● **Assignment**
Work out how many lines of the records contain "from". Answer with the number and nothing else.

____

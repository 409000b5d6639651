use std::path::PathBuf;

use thiserror::Error;

#[derive(Error, Debug)]
pub enum DeckError {
    #[error("{0}")]
    Config(String),

    #[error("playlist store {path:?}: {source}")]
    StoreIo {
        path: PathBuf,
        #[source]
        source: std::io::Error,
    },

    #[error("playlist store {path:?} is not valid JSON: {source}")]
    StoreFormat {
        path: PathBuf,
        #[source]
        source: serde_json::Error,
    },

    #[error("playlist already exists: {0}")]
    PlaylistExists(String),

    #[error("playlist not found: {0}")]
    PlaylistNotFound(String),

    #[error("song {song:?} not found in playlist {playlist:?}")]
    TrackNotFound { playlist: String, song: String },

    #[error("track file {path:?}: {source}")]
    TrackFile {
        path: PathBuf,
        #[source]
        source: std::io::Error,
    },

    #[error("cannot play {path:?}: {cause:#}")]
    Playback { path: PathBuf, cause: anyhow::Error },

    #[error("audio output: {0:#}")]
    Output(anyhow::Error),

    #[error(transparent)]
    Io(#[from] std::io::Error),
}

impl DeckError {
    /// Open/decode failures a playlist can skip past.
    pub fn is_playback(&self) -> bool {
        matches!(self, DeckError::Playback { .. })
    }
}

pub type Result<T> = std::result::Result<T, DeckError>;

#[cfg(test)]
mod tests {
    use super::*;

    #[test]
    fn playback_error_keeps_engine_context() {
        let err = DeckError::Playback {
            path: PathBuf::from("a.mp3"),
            cause: anyhow::anyhow!("probe failed").context("open \"a.mp3\""),
        };
        assert!(err.is_playback());
        let msg = err.to_string();
        assert!(msg.contains("a.mp3"));
        assert!(msg.contains("probe failed"));
    }

    #[test]
    fn config_error_is_not_playback() {
        assert!(!DeckError::Config("missing path".into()).is_playback());
    }

    #[test]
    fn missing_track_file_is_not_playback() {
        let err = DeckError::TrackFile {
            path: PathBuf::from("gone.mp3"),
            source: std::io::Error::from(std::io::ErrorKind::NotFound),
        };
        assert!(!err.is_playback());
        assert!(err.to_string().contains("gone.mp3"));
    }
}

____

● **Output for this task**
4